Are Dental Implants Painful? Questions About Pain, Recovery and Aftercare
Key takeaways
- A dental implant is far less of an ordeal than most people fear. A simple case takes about 30 minutes, and because the area is fully numbed, it feels like pressure rather than pain. You stay awake, even for bone grafting, and go home the same day with nothing worse than mild soreness for a few days. The implant itself can last 10 to 20 years or more, but only with daily cleaning and regular check-ups, and that part is on you. If dental anxiety is your real barrier, a good clinic will build trust gradually rather than rush you.
The fear is usually worse than the treatment
For most people, the scariest part of a dental implant happens before they ever sit in the chair. Pain is the single most common reason patients put off replacing a missing tooth. To separate the worry from the reality, we asked Dr. Andrew, who has placed implants for 18 years, what actually happens during and after the procedure. The short version is that it is faster, and far less painful, than the dread suggests.
How long it takes, and what you feel
A straightforward implant is quick. “A simple case? You can be done in about 30 minutes,” Dr. Andrew says. During placement the area is fully numbed with local anaesthetic, so most patients feel pressure or vibration rather than pain. More complex cases, involving multiple implants, extractions, or bone grafting, take longer, but the comfort level is much the same.
The most uncomfortable part, and it is not the surgery
If anything registers, it is rarely the implant going in.

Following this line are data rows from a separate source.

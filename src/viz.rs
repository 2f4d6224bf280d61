//! Spectral curve plotting
//!
//! Renders the curves behind a worksheet run (observer function, LED
//! emission, detector response) into a single PNG so the spectral overlap
//! driving the numbers can be eyeballed.

use plotters::prelude::*;

use crate::photometry::SpectralResponse;

/// Colors cycled through for successive curves
const SERIES_COLORS: [RGBColor; 5] = [BLUE, RED, GREEN, MAGENTA, BLACK];

/// Plot a set of labelled spectral curves, normalized to unit peak
///
/// Curves are sampled at 1nm over 380-800nm, which covers the observer grid
/// and the red edge of the emitter tables.
///
/// # Arguments
///
/// * `save_path` - Output PNG path
/// * `curves` - Labelled curves to draw, in legend order
///
/// # Returns
///
/// Ok on success or the underlying drawing error
pub fn plot_spectral_curves(
    save_path: &str,
    curves: &[(&str, &SpectralResponse)],
) -> Result<(), Box<dyn std::error::Error>> {
    let root = BitMapBackend::new(save_path, (1200, 800)).into_drawing_area();
    root.fill(&WHITE)?;
    let root = root.margin(20, 20, 20, 20);

    let mut chart = ChartBuilder::on(&root)
        .caption(
            "Spectral curves (normalized)",
            ("sans-serif", 28).into_font().color(&BLACK),
        )
        .margin(15)
        .x_label_area_size(50)
        .y_label_area_size(60)
        .build_cartesian_2d(380.0..800.0, 0.0..1.05)?;

    chart
        .configure_mesh()
        .x_desc("Wavelength (nm)")
        .y_desc("Relative response")
        .axis_desc_style(("sans-serif", 18))
        .label_style(("sans-serif", 14))
        .draw()?;

    for (index, (label, curve)) in curves.iter().enumerate() {
        let color = SERIES_COLORS[index % SERIES_COLORS.len()];
        let normalized = curve.normalized_to_peak();

        chart
            .draw_series(LineSeries::new(
                (380..=800).map(|nm| (nm as f64, normalized.fraction_at(nm as f64))),
                color,
            ))?
            .label(*label)
            .legend(move |(x, y)| {
                PathElement::new(vec![(x, y), (x + 20, y)], color.stroke_width(2))
            });
    }

    chart
        .configure_series_labels()
        .background_style(WHITE.mix(0.8))
        .border_style(BLACK)
        .draw()?;

    root.present()?;

    Ok(())
}
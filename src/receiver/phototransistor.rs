//! Phototransistor collector-current estimation
//!
//! Phototransistor datasheets specify collector current at a photometric
//! test condition: 1000 lx of CIE illuminant A. Estimating the current
//! under LED illumination therefore needs two corrections: converting the
//! photometric reference to radiometric irradiance, and rescaling for how
//! differently the detector sees the LED spectrum versus the tungsten
//! reference. The two estimators here differ only in how the illuminant A
//! luminous efficacy is obtained.

use log::debug;

use crate::geometry;
use crate::params::LinkParams;
use crate::photometry::blackbody::{self, ILLUMINANT_A, ILLUMINANT_A_TEMP_K};
use crate::photometry::spectral_match;

/// Handbook luminous efficacy of CIE illuminant A in lm/W
///
/// The tabulated value for a 2856K tungsten radiator.
pub const ILLUMINANT_A_EFFICACY_LM_PER_W: f64 = 14.7;

/// How the illuminant A luminous efficacy is obtained
#[derive(Debug, Clone, Copy, PartialEq, Eq)]
pub enum ReferenceModel {
    /// Use the handbook table value
    PhotopicTable,
    /// Derive it from the Planck curve with the Stefan-Boltzmann total
    Blackbody,
}

impl ReferenceModel {
    /// Luminous efficacy of illuminant A under this model, in lm/W
    pub fn illuminant_a_efficacy_lm_per_w(&self) -> f64 {
        match self {
            ReferenceModel::PhotopicTable => ILLUMINANT_A_EFFICACY_LM_PER_W,
            ReferenceModel::Blackbody => blackbody::luminous_efficacy_lm_per_w(ILLUMINANT_A_TEMP_K),
        }
    }
}

/// Irradiance of the datasheet reference condition in W/m²
///
/// Converts the photometric test illuminance to radiometric irradiance
/// through the illuminant A luminous efficacy: `E_e = E_v / K_A`.
pub fn reference_irradiance_w_per_m2(illuminance_lx: f64, model: ReferenceModel) -> f64 {
    illuminance_lx / model.illuminant_a_efficacy_lm_per_w()
}

/// Estimate the phototransistor collector current for one link direction
///
/// Scales the datasheet reference current by the irradiance ratio between
/// the LED condition and the reference condition, corrected for the
/// detector's relative spectral match to each source:
///
/// `I_c = I_ref · (E_led / E_ref) · match(det, led) / match(det, illA)`
///
/// # Arguments
///
/// * `params` - The link parameter set to evaluate
/// * `model` - Which illuminant A efficacy derivation to use
///
/// # Returns
///
/// Estimated collector current in amperes
pub fn collector_current_a(params: &LinkParams, model: ReferenceModel) -> f64 {
    let solid_angle_sr =
        geometry::square_solid_angle_sr(params.detector_side_mm, params.distance_mm);
    let led_irradiance = geometry::irradiance_w_per_m2(
        params.led_radiant_intensity_w_sr,
        params.current_ratio(),
        solid_angle_sr,
        params.detector_area_m2(),
    );

    let reference_irradiance =
        reference_irradiance_w_per_m2(params.reference_illuminance_lx, model);

    let led_match = spectral_match(&params.detector_response, &params.led_emission);
    let reference_match = spectral_match(&params.detector_response, &ILLUMINANT_A);

    let collector_current = params.reference_current_a() * (led_irradiance / reference_irradiance)
        * (led_match / reference_match);

    debug!(
        "{} ({:?}): E_led {:.2} W/m², E_ref {:.2} W/m², match {:.3}/{:.3}, I_c {:.3e} A",
        params.direction.label(),
        model,
        led_irradiance,
        reference_irradiance,
        led_match,
        reference_match,
        collector_current
    );

    collector_current
}
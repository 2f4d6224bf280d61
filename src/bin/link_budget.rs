//! Link budget worksheet for the optical data link receiver front end
//!
//! Prints the full receiver budget for each link direction: detector solid
//! angle, irradiance, photodiode photocurrent and SNR against dark current,
//! LED luminous efficacy, and the phototransistor collector-current
//! estimates under both reference models.

use clap::{Parser, ValueEnum};
use linkbudget::datasheet::{ALL_LINKS, DOWNLINK, PHOTOTRANSISTOR_RESPONSE, UPLINK};
use linkbudget::photometry::PHOTOPIC;
use linkbudget::units::LengthExt;
use linkbudget::{
    collector_current_a, luminous_efficacy_lm_per_w, viz, LinkParams, PhotodiodeBudget,
    ReferenceModel,
};

#[derive(Debug, Clone, Copy, ValueEnum)]
enum Direction {
    Uplink,
    Downlink,
}

#[derive(Parser, Debug)]
#[command(
    name = "Link Budget Worksheet",
    about = "Computes receiver front-end budgets (irradiance, photocurrent, SNR) for the optical link",
    long_about = None
)]
struct Args {
    /// Link direction to analyze (if not specified, analyzes both)
    #[arg(long)]
    direction: Option<Direction>,

    /// Override the emitter-detector gap in millimeters
    #[arg(long)]
    distance_mm: Option<f64>,

    /// Write a PNG of the spectral curves to this path
    #[arg(long)]
    plot: Option<String>,
}

fn print_budget(params: &LinkParams) {
    println!("{}", params.direction.label());
    println!("{:-<58}", "");

    println!(
        "  Gap: {:.1} mm, detector: {:.1} x {:.1} mm",
        params.distance().as_millimeters(),
        params.detector_side().as_millimeters(),
        params.detector_side().as_millimeters()
    );
    println!(
        "  LED: {:.1} mW/sr at {:.0} mA, driven at {:.0} mA",
        params.led_radiant_intensity_w_sr * 1e3,
        params.led_test_current_ma,
        params.led_drive_current_ma
    );

    let budget = PhotodiodeBudget::from_params(params);

    println!();
    println!("  Photodiode path");
    println!("    Solid angle:   {:.4} sr", budget.solid_angle_sr);
    println!(
        "    Irradiance:    {:.3} mW/cm2 ({:.1} W/m2)",
        budget.irradiance_mw_per_cm2(),
        budget.irradiance_w_per_m2
    );
    println!(
        "    Photocurrent:  {:.3} mA",
        budget.photocurrent_a * 1e3
    );
    println!(
        "    SNR vs {:.0} nA dark current: {:.1} dB",
        params.dark_current_na, budget.snr_db
    );

    println!();
    println!("  Phototransistor path");
    println!(
        "    LED luminous efficacy: {:.1} lm/W",
        luminous_efficacy_lm_per_w(&params.led_emission)
    );
    for model in [ReferenceModel::PhotopicTable, ReferenceModel::Blackbody] {
        let current = collector_current_a(params, model);
        println!(
            "    Collector current ({}): {:.3} mA",
            match model {
                ReferenceModel::PhotopicTable => "photopic table",
                ReferenceModel::Blackbody => "blackbody",
            },
            current * 1e3
        );
    }

    println!();
}

fn main() -> Result<(), Box<dyn std::error::Error>> {
    env_logger::init();
    let args = Args::parse();

    println!("Optical Link Budget Worksheet");
    println!("=============================");
    println!();

    let selected: Vec<&LinkParams> = match args.direction {
        Some(Direction::Uplink) => vec![&*UPLINK],
        Some(Direction::Downlink) => vec![&*DOWNLINK],
        None => ALL_LINKS.clone(),
    };

    for params in selected {
        match args.distance_mm {
            Some(distance_mm) => print_budget(&params.at_distance_mm(distance_mm)),
            None => print_budget(params),
        }
    }

    if let Some(path) = args.plot {
        viz::plot_spectral_curves(
            &path,
            &[
                ("Photopic observer", &*PHOTOPIC),
                ("Downlink LED", &DOWNLINK.led_emission),
                ("Uplink LED", &UPLINK.led_emission),
                ("Phototransistor", &*PHOTOTRANSISTOR_RESPONSE),
            ],
        )?;
        println!("Plot saved to: {}", path);
    }

    println!("Note: phototransistor estimates assume the datasheet reference");
    println!("      condition of 1000 lx CIE illuminant A (2856 K).");

    Ok(())
}
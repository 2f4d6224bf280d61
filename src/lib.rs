//! Link budget calculations for a short-range optical data link
//!
//! This crate computes the receiver front-end budget for a bidirectional
//! LED-over-air-gap data link: detector solid angle, irradiance,
//! photocurrent and SNR for the photodiode path, and spectrally corrected
//! collector-current estimates for the phototransistor path.

pub mod datasheet;
pub mod geometry;
pub mod params;
pub mod photometry;
pub mod receiver;
pub mod units;
pub mod viz;

// Re-exports for easier access
pub use geometry::square_solid_angle_sr;
pub use params::{CommonParams, LinkDirection, LinkParams};
pub use photometry::observer::luminous_efficacy_lm_per_w;
pub use photometry::response::SpectralResponse;
pub use photometry::spectral_match;
pub use receiver::photodiode::PhotodiodeBudget;
pub use receiver::phototransistor::{collector_current_a, ReferenceModel};
//! Photodiode link budget
//!
//! The PIN photodiode path is the simple half of the receiver front end:
//! intercepted power times spectral sensitivity gives the photocurrent, and
//! the dark current sets the noise floor the signal is compared against.

use log::debug;

use crate::geometry;
use crate::params::LinkParams;

/// Signal-to-noise ratio of a photocurrent against the dark current floor
///
/// `SNR = 20·log10(signal / dark)`. Invariant under simultaneous scaling of
/// both currents. A zero dark current yields `+inf` dB by IEEE float
/// semantics; the degenerate input is not guarded.
pub fn snr_db(signal_a: f64, dark_a: f64) -> f64 {
    20.0 * (signal_a / dark_a).log10()
}

/// Computed link budget for the photodiode receiver
#[derive(Debug, Clone)]
pub struct PhotodiodeBudget {
    /// Solid angle subtended by the detector in steradians
    pub solid_angle_sr: f64,
    /// Irradiance at the detector face in W/m²
    pub irradiance_w_per_m2: f64,
    /// Photocurrent in amperes
    pub photocurrent_a: f64,
    /// Signal-to-noise ratio against dark current in decibels
    pub snr_db: f64,
}

impl PhotodiodeBudget {
    /// Evaluate the budget for one link direction
    ///
    /// # Arguments
    ///
    /// * `params` - The link parameter set to evaluate
    ///
    /// # Returns
    ///
    /// The derived solid angle, irradiance, photocurrent and SNR
    pub fn from_params(params: &LinkParams) -> Self {
        let solid_angle_sr =
            geometry::square_solid_angle_sr(params.detector_side_mm, params.distance_mm);

        // Power intercepted by the detector, scaled to the actual drive current
        let received_w =
            params.led_radiant_intensity_w_sr * params.current_ratio() * solid_angle_sr;

        let irradiance_w_per_m2 = received_w / params.detector_area_m2();
        let photocurrent_a = received_w * params.photodiode_sensitivity_a_per_w;
        let snr = snr_db(photocurrent_a, params.dark_current_a());

        debug!(
            "{}: omega {:.4} sr, received {:.3e} W, photocurrent {:.3e} A, snr {:.1} dB",
            params.direction.label(),
            solid_angle_sr,
            received_w,
            photocurrent_a,
            snr
        );

        Self {
            solid_angle_sr,
            irradiance_w_per_m2,
            photocurrent_a,
            snr_db: snr,
        }
    }

    /// Irradiance in mW/cm², the unit emitter datasheets quote
    pub fn irradiance_mw_per_cm2(&self) -> f64 {
        geometry::w_per_m2_to_mw_per_cm2(self.irradiance_w_per_m2)
    }
}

Two things tend to stand out: the anaesthetic injection at the start, which lasts only a few seconds, and mild soreness for a day or two while the area heals. The placement itself is numbed, so the step people dread most is usually felt as pressure, not pain.
Implant or tooth extraction, which hurts more?
For most people, they are comparable. Both are done under local anaesthetic, and many patients who have had both say a single implant felt no worse than a tooth extraction. Some find the recovery easier.
Bone grafting, the procedure people fear most
If your jaw needs more bone before an implant can hold, you may need a graft, and this is the step that worries patients the most. Dr. Andrew is open about why it is demanding: “There are a lot of nerves down there, the bone is very compact, and the blood supply isn’t great.” Challenging for the surgeon, though, does not mean painful for you. It is done under local anaesthetic, and asked whether patients actually feel it, his answer leaves little room for doubt.
“No pain. None at all.”
Dr. Andrew
Do you need to be put to sleep?
No. Routine implants, and even most bone grafting, are carried out under local anaesthesia alone. You stay awake throughout and can usually go home the same day. General anaesthesia is kept for selected cases and is not needed for a standard implant.
If you are nervous about the dentist
Dental anxiety is common, and a good clinic plans for it rather than rushing you. Dr. Andrew’s method is low-key: read the patient, lighten the mood, work gently, and let trust build over a few appointments. “By the second or third or fourth visit,” he says, “some of them can actually fall asleep in the chair.” If nerves are your main barrier, raise it at the consultation and ask how the clinic supports anxious patients.
Recovery: the first few days
Recovery is usually straightforward. Expect some mild swelling, tenderness, or discomfort for a few days, easily managed with over-the-counter or prescribed pain relief. Following your dentist’s aftercare instructions matters more than anything else.
What you can eat afterwards
For the first few days, keep it soft: soup, yoghurt, eggs, mashed potatoes, smoothies. Avoid chewing directly on the implant site, and steer clear of hard, crunchy, or very hot foods until your dentist gives the all-clear. Once healing settles, you can return to a normal diet.
Caring for your implant so it lasts
This is the part patients underestimate. As Dr. Andrew puts it, “Placing the implant is the easy part. Looking after it at home for 10, 15, 20 years, that part is your responsibility.” His routine is nothing exotic: brush twice a day, then floss. In practice that means brushing twice daily, cleaning between the teeth every day, and keeping up regular check-ups and professional cleanings. The implant itself cannot decay, but the gum and bone around it can still become infected if you let hygiene slide.
How long implants last, and what happens after 20 years
With good maintenance, implants commonly last 10 to 20 years or more, and many keep going for decades when the surrounding gums and bone stay healthy. A well-kept implant can function well beyond the 20-year mark, because the implant itself does not wear out the way a natural tooth can. A neglected one fails sooner. Long-term success comes down to the tissue around the implant, not the hardware.
How often to see a dentist
Even a perfect implant needs checking. Dr. Andrew’s advice is the same as for natural teeth: “If you live in Singapore, Australia, or the USA, see your nearest dentist every six months to a year.” Regular reviews catch any problem with the implant, bone, or gum early, while it is still easy to fix.